--- TASK DESCRIPTION ---
Provide the number of lines below containing the word "UpdateType", without any other words.

-- SUPPLIED MATERIAL follows --

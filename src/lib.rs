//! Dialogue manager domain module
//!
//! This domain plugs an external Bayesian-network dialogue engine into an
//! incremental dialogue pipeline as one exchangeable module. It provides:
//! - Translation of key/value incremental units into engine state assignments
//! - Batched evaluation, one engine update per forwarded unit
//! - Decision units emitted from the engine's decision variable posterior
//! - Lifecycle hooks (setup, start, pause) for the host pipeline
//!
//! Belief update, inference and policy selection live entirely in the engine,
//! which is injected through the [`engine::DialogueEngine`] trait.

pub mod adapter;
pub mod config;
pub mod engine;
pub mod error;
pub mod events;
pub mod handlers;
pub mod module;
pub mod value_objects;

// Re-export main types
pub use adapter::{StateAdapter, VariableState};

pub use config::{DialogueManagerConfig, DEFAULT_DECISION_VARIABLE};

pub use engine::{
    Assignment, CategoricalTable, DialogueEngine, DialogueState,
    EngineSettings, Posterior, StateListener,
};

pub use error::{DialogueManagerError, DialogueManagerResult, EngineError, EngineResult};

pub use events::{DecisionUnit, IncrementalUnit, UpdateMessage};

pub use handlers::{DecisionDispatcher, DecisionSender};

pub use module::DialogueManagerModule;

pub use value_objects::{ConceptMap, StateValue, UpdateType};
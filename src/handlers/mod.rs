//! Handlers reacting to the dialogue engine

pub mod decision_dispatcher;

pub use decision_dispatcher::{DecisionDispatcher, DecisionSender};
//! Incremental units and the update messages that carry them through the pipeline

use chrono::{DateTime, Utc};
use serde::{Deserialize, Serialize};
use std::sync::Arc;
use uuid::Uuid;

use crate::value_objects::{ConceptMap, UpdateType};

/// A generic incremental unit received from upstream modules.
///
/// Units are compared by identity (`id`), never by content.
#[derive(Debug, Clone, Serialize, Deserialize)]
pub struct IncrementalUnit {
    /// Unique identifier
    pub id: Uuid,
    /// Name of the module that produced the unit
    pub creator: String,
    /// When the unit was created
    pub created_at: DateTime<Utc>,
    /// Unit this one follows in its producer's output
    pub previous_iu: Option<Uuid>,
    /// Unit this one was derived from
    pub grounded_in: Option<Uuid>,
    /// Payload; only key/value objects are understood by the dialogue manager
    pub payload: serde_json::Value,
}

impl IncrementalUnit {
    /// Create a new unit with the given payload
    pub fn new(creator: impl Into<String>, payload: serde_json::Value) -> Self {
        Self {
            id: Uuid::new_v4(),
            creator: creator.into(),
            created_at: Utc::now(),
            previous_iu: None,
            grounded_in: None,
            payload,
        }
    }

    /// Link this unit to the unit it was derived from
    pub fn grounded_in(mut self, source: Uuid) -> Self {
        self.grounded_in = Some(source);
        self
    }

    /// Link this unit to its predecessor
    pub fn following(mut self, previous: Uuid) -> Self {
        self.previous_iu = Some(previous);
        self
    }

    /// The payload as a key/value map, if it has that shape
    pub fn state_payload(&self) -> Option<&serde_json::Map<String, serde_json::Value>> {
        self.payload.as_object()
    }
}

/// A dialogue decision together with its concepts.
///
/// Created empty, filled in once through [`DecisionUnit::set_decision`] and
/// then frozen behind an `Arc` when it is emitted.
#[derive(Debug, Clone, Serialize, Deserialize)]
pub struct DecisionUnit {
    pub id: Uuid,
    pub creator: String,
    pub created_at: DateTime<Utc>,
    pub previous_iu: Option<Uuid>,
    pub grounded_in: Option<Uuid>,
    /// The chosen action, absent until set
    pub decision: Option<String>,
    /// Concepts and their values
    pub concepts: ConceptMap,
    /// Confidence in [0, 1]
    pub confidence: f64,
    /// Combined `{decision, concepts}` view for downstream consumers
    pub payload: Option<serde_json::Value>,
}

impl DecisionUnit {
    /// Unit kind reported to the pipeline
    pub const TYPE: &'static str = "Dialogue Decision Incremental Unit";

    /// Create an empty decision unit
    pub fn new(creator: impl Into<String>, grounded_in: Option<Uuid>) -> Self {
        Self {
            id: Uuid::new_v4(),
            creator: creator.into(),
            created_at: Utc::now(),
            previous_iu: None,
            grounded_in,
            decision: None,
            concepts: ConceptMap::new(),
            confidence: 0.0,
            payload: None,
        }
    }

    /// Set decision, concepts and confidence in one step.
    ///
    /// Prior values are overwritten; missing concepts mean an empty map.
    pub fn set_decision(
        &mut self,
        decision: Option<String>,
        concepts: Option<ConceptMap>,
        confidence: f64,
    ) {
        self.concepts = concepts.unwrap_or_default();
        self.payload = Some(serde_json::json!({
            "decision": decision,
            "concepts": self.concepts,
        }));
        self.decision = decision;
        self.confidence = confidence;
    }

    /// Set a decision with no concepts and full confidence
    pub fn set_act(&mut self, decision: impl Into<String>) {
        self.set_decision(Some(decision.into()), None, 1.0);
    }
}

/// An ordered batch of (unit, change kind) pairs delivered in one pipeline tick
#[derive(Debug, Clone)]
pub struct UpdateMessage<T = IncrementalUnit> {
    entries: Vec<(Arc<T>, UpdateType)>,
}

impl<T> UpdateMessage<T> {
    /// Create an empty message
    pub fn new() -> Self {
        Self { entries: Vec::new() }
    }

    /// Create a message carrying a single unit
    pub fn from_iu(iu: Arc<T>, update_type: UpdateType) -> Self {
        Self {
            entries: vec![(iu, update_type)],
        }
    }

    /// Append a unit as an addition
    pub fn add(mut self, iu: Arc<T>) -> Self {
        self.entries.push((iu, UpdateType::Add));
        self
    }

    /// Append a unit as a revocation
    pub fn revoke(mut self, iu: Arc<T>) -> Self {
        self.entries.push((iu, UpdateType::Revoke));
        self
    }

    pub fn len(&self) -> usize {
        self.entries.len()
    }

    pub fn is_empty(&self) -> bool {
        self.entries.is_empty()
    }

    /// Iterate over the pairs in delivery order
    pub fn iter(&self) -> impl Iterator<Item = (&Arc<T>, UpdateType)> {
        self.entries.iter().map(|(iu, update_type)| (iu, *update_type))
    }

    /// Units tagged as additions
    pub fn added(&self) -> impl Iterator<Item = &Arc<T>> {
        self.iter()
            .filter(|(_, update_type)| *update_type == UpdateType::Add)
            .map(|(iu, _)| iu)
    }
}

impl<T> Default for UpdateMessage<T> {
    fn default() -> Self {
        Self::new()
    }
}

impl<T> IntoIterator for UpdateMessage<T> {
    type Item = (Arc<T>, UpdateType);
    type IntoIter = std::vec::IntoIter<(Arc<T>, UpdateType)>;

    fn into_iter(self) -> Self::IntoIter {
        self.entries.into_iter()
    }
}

-- SUPPLIED MATERIAL concluded --

--- ANSWER TO THIS EXERCISE ---
10